Action item
What is the number of lines in this listing that include the string "data"? Answer with that number by itself.

Record excerpts
"""

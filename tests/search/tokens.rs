//! Multi-word queries: per-word scoring, all vs any, whole-query mode.

use column_suggest::SearchConfig;

use super::common::{approximate, originals, search_with, TITLES};

#[test]
fn test_all_words_must_match_by_default() {
    let results = search_with(approximate(), TITLES, "senior eng");
    assert_eq!(
        originals(&results)[..2],
        ["Senior Software Engineer", "Senior Engineer"]
    );
    assert_eq!(results[0].score, 0.0);
    assert_eq!(results[1].score, 0.0);

    assert!(search_with(approximate(), TITLES, "nurse zzzz").is_empty());
}

#[test]
fn test_any_word_may_match() {
    let config = SearchConfig {
        match_all_tokens: false,
        ..approximate()
    };
    let results = search_with(config, TITLES, "nurse zzzz");
    assert_eq!(
        originals(&results)[..2],
        ["Registered Nurse", "Nurse Practitioner"]
    );
    // the rejected word doesn't drag the mean down
    assert_eq!(results[0].score, 0.0);
    assert_eq!(results[0].highlighted_fragments(), vec!["Nurse"]);
}

#[test]
fn test_word_order_does_not_matter_when_tokenized() {
    let forward = search_with(approximate(), TITLES, "senior engineer");
    let backward = search_with(approximate(), TITLES, "engineer senior");
    assert_eq!(originals(&forward), originals(&backward));
}

#[test]
fn test_whole_query_mode_needs_the_phrase() {
    let config = SearchConfig {
        tokenize: false,
        ..approximate()
    };
    let results = search_with(config, TITLES, "senior engineer");
    assert_eq!(results[0].original, "Senior Engineer");
    assert_eq!(results[0].score, 0.0);
    assert_eq!(results.iter().filter(|r| r.score == 0.0).count(), 1);
}

#[test]
fn test_extra_whitespace_is_ignored() {
    let tidy = search_with(approximate(), TITLES, "data engineer");
    let messy = search_with(approximate(), TITLES, "  data \t  engineer ");
    assert_eq!(tidy, messy);
}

"""

Solution for this task
2